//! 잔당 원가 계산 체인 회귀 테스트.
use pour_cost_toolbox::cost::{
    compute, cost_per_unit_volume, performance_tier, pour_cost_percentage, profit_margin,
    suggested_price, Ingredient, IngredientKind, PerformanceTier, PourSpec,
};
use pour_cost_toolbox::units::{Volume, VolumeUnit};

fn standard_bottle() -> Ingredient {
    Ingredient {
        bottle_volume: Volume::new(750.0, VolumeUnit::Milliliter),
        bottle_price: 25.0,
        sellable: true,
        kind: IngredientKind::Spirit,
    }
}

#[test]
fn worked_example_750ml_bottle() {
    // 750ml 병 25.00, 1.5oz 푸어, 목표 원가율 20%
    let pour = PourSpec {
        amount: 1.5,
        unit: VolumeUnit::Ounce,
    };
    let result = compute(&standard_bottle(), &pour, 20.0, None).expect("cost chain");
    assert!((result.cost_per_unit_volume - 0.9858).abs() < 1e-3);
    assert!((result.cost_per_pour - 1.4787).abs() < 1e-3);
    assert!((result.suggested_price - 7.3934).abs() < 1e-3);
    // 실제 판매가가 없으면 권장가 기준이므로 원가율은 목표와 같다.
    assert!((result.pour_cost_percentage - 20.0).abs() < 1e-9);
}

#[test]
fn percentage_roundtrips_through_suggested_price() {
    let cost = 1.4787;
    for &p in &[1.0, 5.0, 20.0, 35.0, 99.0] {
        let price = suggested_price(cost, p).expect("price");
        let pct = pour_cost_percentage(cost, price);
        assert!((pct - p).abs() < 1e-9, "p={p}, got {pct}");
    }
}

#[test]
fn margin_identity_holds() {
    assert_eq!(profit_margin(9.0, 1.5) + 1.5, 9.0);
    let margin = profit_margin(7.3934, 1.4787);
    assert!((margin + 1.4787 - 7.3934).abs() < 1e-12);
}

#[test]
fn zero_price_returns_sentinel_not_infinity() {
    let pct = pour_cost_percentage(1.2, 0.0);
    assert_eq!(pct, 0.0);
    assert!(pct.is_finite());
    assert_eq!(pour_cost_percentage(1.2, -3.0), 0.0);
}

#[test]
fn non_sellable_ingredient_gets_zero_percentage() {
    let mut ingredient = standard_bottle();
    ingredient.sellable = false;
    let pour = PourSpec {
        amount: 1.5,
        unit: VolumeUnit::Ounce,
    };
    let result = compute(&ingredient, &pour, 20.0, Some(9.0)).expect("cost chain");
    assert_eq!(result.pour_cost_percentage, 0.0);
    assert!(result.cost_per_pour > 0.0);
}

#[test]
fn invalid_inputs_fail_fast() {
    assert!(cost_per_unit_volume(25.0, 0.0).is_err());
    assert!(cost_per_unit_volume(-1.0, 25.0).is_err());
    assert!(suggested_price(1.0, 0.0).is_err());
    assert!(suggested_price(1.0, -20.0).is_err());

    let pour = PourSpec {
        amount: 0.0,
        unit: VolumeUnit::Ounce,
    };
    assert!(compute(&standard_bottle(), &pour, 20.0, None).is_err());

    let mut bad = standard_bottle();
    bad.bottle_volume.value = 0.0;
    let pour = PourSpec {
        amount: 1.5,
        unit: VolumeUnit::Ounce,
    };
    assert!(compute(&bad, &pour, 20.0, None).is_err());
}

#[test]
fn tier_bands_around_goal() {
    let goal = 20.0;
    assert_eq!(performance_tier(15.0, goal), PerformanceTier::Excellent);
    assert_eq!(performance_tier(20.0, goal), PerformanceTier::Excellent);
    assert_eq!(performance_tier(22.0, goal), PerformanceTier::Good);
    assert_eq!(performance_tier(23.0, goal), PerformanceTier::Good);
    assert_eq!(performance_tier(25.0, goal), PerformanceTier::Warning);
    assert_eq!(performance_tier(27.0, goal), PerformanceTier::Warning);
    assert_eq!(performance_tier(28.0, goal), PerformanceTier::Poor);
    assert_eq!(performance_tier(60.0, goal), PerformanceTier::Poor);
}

Exercise prompt → Pick every line containing the word "Excellent" out of the material, and copy those lines.

Result →
    assert_eq!(performance_tier(15.0, goal), PerformanceTier::Excellent);
    assert_eq!(performance_tier(20.0, goal), PerformanceTier::Excellent);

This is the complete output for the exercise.